Exercise details: Within the records below, how many lines hold the string "return"? State that number and nothing else.

··· Dataset ···

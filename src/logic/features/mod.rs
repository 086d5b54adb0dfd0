//! Features Module - record encoding, robust scaling, sequence layout
//!
//! ## Components:
//! - `layout`: encoded schema, version and CRC32 hash
//! - `encoder`: one-hot expansion of categorical columns
//! - `scaler`: median/IQR scaling
//! - `sequence`: (n, W) → (n, W, 1)

pub mod encoder;
pub mod layout;
pub mod scaler;
pub mod sequence;

#[cfg(test)]
mod tests;

pub use encoder::{FeatureEncoder, VocabularyScope, UNKNOWN_LEVEL};
pub use layout::{compute_schema_hash, FeatureSchema, SCHEMA_VERSION};
pub use scaler::RobustScaler;
pub use sequence::SequenceReshaper;
//! Model artifact - persisted model + preprocessing pipeline
//!
//! A single JSON document holding the architecture, the fitted pipeline
//! (encoder schema + scaler) and every parameter tensor. A SHA-256 checksum
//! over those three parts is verified on load, then the schema hash and the
//! model/pipeline widths are cross-checked.

use std::fs;
use std::path::{Path, PathBuf};

use chrono::{DateTime, Utc};
use serde::{Deserialize, Serialize};
use sha2::{Digest, Sha256};
use uuid::Uuid;

use super::network::{HybridModel, ModelParameters};
use super::threshold::DecisionThreshold;
use crate::constants::DATA_DIR_NAME;
use crate::logic::config::ArchitectureConfig;
use crate::logic::error::{IdsError, Result};
use crate::logic::pipeline::Pipeline;

/// Current artifact format version
pub const ARTIFACT_VERSION: u32 = 1;

/// Default artifact location under the local data dir
pub fn default_artifact_path() -> PathBuf {
    dirs::data_local_dir()
        .unwrap_or_else(|| PathBuf::from("."))
        .join(DATA_DIR_NAME)
        .join("model_v1.json")
}

#[derive(Debug, Clone, Serialize, Deserialize)]
pub struct ModelArtifact {
    pub artifact_version: u32,
    pub run_id: Uuid,
    pub created_at: DateTime<Utc>,
    pub threshold: DecisionThreshold,
    pub architecture: ArchitectureConfig,
    pub pipeline: Pipeline,
    pub parameters: ModelParameters,
    /// Hex SHA-256 over architecture + pipeline + parameters
    pub checksum: String,
}

/// Borrowed view hashed for the checksum
#[derive(Serialize)]
struct Payload<'a> {
    architecture: &'a ArchitectureConfig,
    pipeline: &'a Pipeline,
    parameters: &'a ModelParameters,
}

fn compute_checksum(architecture: &ArchitectureConfig, pipeline: &Pipeline, parameters: &ModelParameters) -> Result<String> {
    let payload = serde_json::to_vec(&Payload {
        architecture,
        pipeline,
        parameters,
    })?;
    let mut hasher = Sha256::new();
    hasher.update(&payload);
    Ok(hex::encode(hasher.finalize()))
}

impl ModelArtifact {
    pub fn new(model: &HybridModel, pipeline: &Pipeline, run_id: Uuid) -> Result<Self> {
        let checksum = compute_checksum(&model.config, pipeline, &model.params)?;
        Ok(Self {
            artifact_version: ARTIFACT_VERSION,
            run_id,
            created_at: Utc::now(),
            threshold: DecisionThreshold::default(),
            architecture: model.config.clone(),
            pipeline: pipeline.clone(),
            parameters: model.params.clone(),
            checksum,
        })
    }

    /// Checksum, schema hash and width agreement
    pub fn verify(&self) -> Result<()> {
        if self.artifact_version != ARTIFACT_VERSION {
            return Err(IdsError::InvalidConfig(format!(
                "unsupported artifact version {} (expected {})",
                self.artifact_version, ARTIFACT_VERSION
            )));
        }

        let actual = compute_checksum(&self.architecture, &self.pipeline, &self.parameters)?;
        if actual != self.checksum {
            return Err(IdsError::ChecksumMismatch {
                expected: self.checksum.clone(),
                actual,
            });
        }

        self.pipeline.validate()?;
        self.pipeline.schema().check_width(self.architecture.sequence_length)
    }

    pub fn save(&self, path: &Path) -> Result<()> {
        if let Some(parent) = path.parent() {
            fs::create_dir_all(parent)?;
        }
        let json = serde_json::to_vec_pretty(self)?;
        fs::write(path, json)?;
        log::info!("Model artifact saved: {} (run {})", path.display(), self.run_id);
        Ok(())
    }

    pub fn load(path: &Path) -> Result<Self> {
        let data = fs::read(path)?;
        let artifact: ModelArtifact = serde_json::from_slice(&data)?;
        artifact.verify()?;
        log::info!(
            "Model artifact loaded: {} (run {}, schema {:08x})",
            path.display(),
            artifact.run_id,
            artifact.pipeline.schema().hash
        );
        Ok(artifact)
    }

    /// Split into a ready model and its pipeline
    pub fn into_parts(self) -> Result<(HybridModel, Pipeline, DecisionThreshold)> {
        let model = HybridModel::from_parts(self.architecture, self.parameters)?;
        Ok((model, self.pipeline, self.threshold))
    }
}
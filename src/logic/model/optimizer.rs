//! Adam optimizer (Adaptive Moment Estimation)
//!
//! Moments are kept per trainable tensor, in the order `ParamSet` visits them.

use ndarray::{ArrayD, Zip};

use super::params::ParamSet;
use crate::logic::config::TrainingConfig;

#[derive(Debug, Clone)]
pub struct Adam {
    pub learning_rate: f64,
    pub beta1: f64,
    pub beta2: f64,
    pub epsilon: f64,
    t: i32,
    /// (first moment, second moment) per tensor
    moments: Vec<(ArrayD<f64>, ArrayD<f64>)>,
}

impl Adam {
    pub fn new(learning_rate: f64) -> Self {
        Self {
            learning_rate,
            beta1: 0.9,
            beta2: 0.999,
            epsilon: 1e-7,
            t: 0,
            moments: Vec::new(),
        }
    }

    pub fn from_config(config: &TrainingConfig) -> Self {
        Self::new(config.learning_rate)
            .with_betas(config.beta1, config.beta2)
            .with_epsilon(config.epsilon)
    }

    pub fn with_betas(mut self, beta1: f64, beta2: f64) -> Self {
        self.beta1 = beta1;
        self.beta2 = beta2;
        self
    }

    pub fn with_epsilon(mut self, epsilon: f64) -> Self {
        self.epsilon = epsilon;
        self
    }

    /// Number of updates applied so far
    pub fn steps(&self) -> i32 {
        self.t
    }

    /// Apply one update to every trainable tensor of `params`
    pub fn step<P: ParamSet>(&mut self, params: &mut P, grads: &P) {
        self.t += 1;

        let (beta1, beta2, lr, eps) = (self.beta1, self.beta2, self.learning_rate, self.epsilon);
        let correction1 = 1.0 - beta1.powi(self.t);
        let correction2 = 1.0 - beta2.powi(self.t);

        let moments = &mut self.moments;
        let mut index = 0;
        params.visit_pairs(grads, &mut |mut weights, gradients| {
            if moments.len() <= index {
                moments.push((ArrayD::zeros(gradients.raw_dim()), ArrayD::zeros(gradients.raw_dim())));
            }
            let (m, v) = &mut moments[index];

            Zip::from(&mut weights)
                .and(&gradients)
                .and(m)
                .and(v)
                .for_each(|w, &g, m, v| {
                    *m = beta1 * *m + (1.0 - beta1) * g;
                    *v = beta2 * *v + (1.0 - beta2) * g * g;
                    let m_hat = *m / correction1;
                    let v_hat = *v / correction2;
                    *w -= lr * m_hat / (v_hat.sqrt() + eps);
                });

            index += 1;
        });
    }
}

#[cfg(test)]
mod tests {
    use super::*;
    use crate::logic::model::params::DenseParams;
    use ndarray::{Array1, Array2};

    #[test]
    fn test_adam_update() {
        let mut params = DenseParams {
            weight: Array2::ones((3, 2)),
            bias: Array1::zeros(2),
        };
        let grads = DenseParams {
            weight: Array2::ones((3, 2)),
            bias: Array1::ones(2),
        };

        let mut optimizer = Adam::new(0.001);
        optimizer.step(&mut params, &grads);

        // first bias-corrected step moves each weight by ~lr
        assert!((params.weight[[0, 0]] - 0.999).abs() < 1e-6);
        assert!((params.bias[0] + 0.001).abs() < 1e-6);

        for _ in 0..9 {
            optimizer.step(&mut params, &grads);
        }
        assert_eq!(optimizer.steps(), 10);
        assert!(params.weight[[0, 0]] < 0.995);
    }

    #[test]
    fn test_zero_gradient_leaves_weights() {
        let mut params = DenseParams {
            weight: Array2::ones((2, 2)),
            bias: Array1::zeros(2),
        };
        let grads = params.zeros_like();
        let mut optimizer = Adam::new(0.01);
        optimizer.step(&mut params, &grads);
        assert_eq!(params.weight, Array2::<f64>::ones((2, 2)));
    }
}
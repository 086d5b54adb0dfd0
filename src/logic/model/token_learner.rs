//! TokenLearner - summarize a sequence into a fixed number of learned tokens
//!
//! Scores come from a Dense(C → T) per position; the softmax runs across
//! positions so each token is a convex combination of the sequence:
//! `tokens = Aᵀ · X`, followed by a Dense(C → C). Output is (T, C) for any L.

use ndarray::{Array3, ArrayViewD, ArrayViewMutD, Axis};
use rand::rngs::StdRng;
use serde::{Deserialize, Serialize};

use super::params::{DenseParams, ParamSet};
use super::tensor::{bmm, bmm_nt, bmm_tn, softmax_axis, softmax_backward};
use crate::logic::error::{IdsError, Result};

#[derive(Debug, Clone, PartialEq, Serialize, Deserialize)]
pub struct TokenLearnerParams {
    /// C → num_tokens
    pub attention: DenseParams,
    /// C → C
    pub projection: DenseParams,
}

#[derive(Debug, Clone)]
pub struct TokenLearnerCache {
    input: Array3<f64>,
    weights: Array3<f64>,
    tokens: Array3<f64>,
}

impl TokenLearnerParams {
    pub fn new(rng: &mut StdRng, channels: usize, num_tokens: usize) -> Result<Self> {
        if num_tokens == 0 {
            return Err(IdsError::InvalidConfig("num_tokens must be >= 1".into()));
        }
        Ok(Self {
            attention: DenseParams::glorot(rng, channels, num_tokens),
            projection: DenseParams::glorot(rng, channels, channels),
        })
    }

    pub fn num_tokens(&self) -> usize {
        self.attention.output_dim()
    }

    pub fn zeros_like(&self) -> Self {
        Self {
            attention: self.attention.zeros_like(),
            projection: self.projection.zeros_like(),
        }
    }

    /// (B, L, C) → (B, T, C)
    pub fn forward(&self, x: &Array3<f64>) -> (Array3<f64>, TokenLearnerCache) {
        let scores = self.attention.forward_seq(x);
        let weights = softmax_axis(&scores, Axis(1));
        let tokens = bmm_tn(&weights, x);
        let output = self.projection.forward_seq(&tokens);

        let cache = TokenLearnerCache {
            input: x.clone(),
            weights,
            tokens,
        };
        (output, cache)
    }

    pub fn backward(&self, cache: &TokenLearnerCache, dy: &Array3<f64>, grad: &mut TokenLearnerParams) -> Array3<f64> {
        let dtokens = self.projection.backward_seq(&cache.tokens, dy, &mut grad.projection);

        // tokens = Aᵀ X  ⇒  dA = X dTᵀ, dX = A dT
        let dweights = bmm_nt(&cache.input, &dtokens);
        let dx_direct = bmm(&cache.weights, &dtokens);

        let dscores = softmax_backward(&cache.weights, &dweights, Axis(1));
        let dx_scores = self.attention.backward_seq(&cache.input, &dscores, &mut grad.attention);

        dx_direct + dx_scores
    }
}

impl ParamSet for TokenLearnerParams {
    fn visit_pairs(&mut self, grads: &Self, f: &mut dyn FnMut(ArrayViewMutD<'_, f64>, ArrayViewD<'_, f64>)) {
        self.attention.visit_pairs(&grads.attention, f);
        self.projection.visit_pairs(&grads.projection, f);
    }

    fn visit(&mut self, f: &mut dyn FnMut(ArrayViewMutD<'_, f64>)) {
        self.attention.visit(f);
        self.projection.visit(f);
    }

    fn visit_ref(&self, f: &mut dyn FnMut(ArrayViewD<'_, f64>)) {
        self.attention.visit_ref(f);
        self.projection.visit_ref(f);
    }
}
//! Sequence reshaper: (n, W) → (n, W, 1)

use ndarray::{Array2, Array3};

use crate::logic::error::{IdsError, Result};

#[derive(Debug, Clone, Copy)]
pub struct SequenceReshaper {
    width: usize,
}

impl SequenceReshaper {
    pub fn new(width: usize) -> Self {
        Self { width }
    }

    pub fn width(&self) -> usize {
        self.width
    }

    pub fn reshape(&self, data: &Array2<f64>) -> Result<Array3<f64>> {
        if data.ncols() != self.width {
            return Err(IdsError::SchemaMismatch {
                expected: self.width,
                actual: data.ncols(),
            });
        }
        Ok(Array3::from_shape_fn((data.nrows(), self.width, 1), |(i, t, _)| data[[i, t]]))
    }

    pub fn reshape_row(&self, row: &[f64]) -> Result<Array3<f64>> {
        if row.len() != self.width {
            return Err(IdsError::SchemaMismatch {
                expected: self.width,
                actual: row.len(),
            });
        }
        Ok(Array3::from_shape_fn((1, self.width, 1), |(_, t, _)| row[t]))
    }
}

···

Reply: 5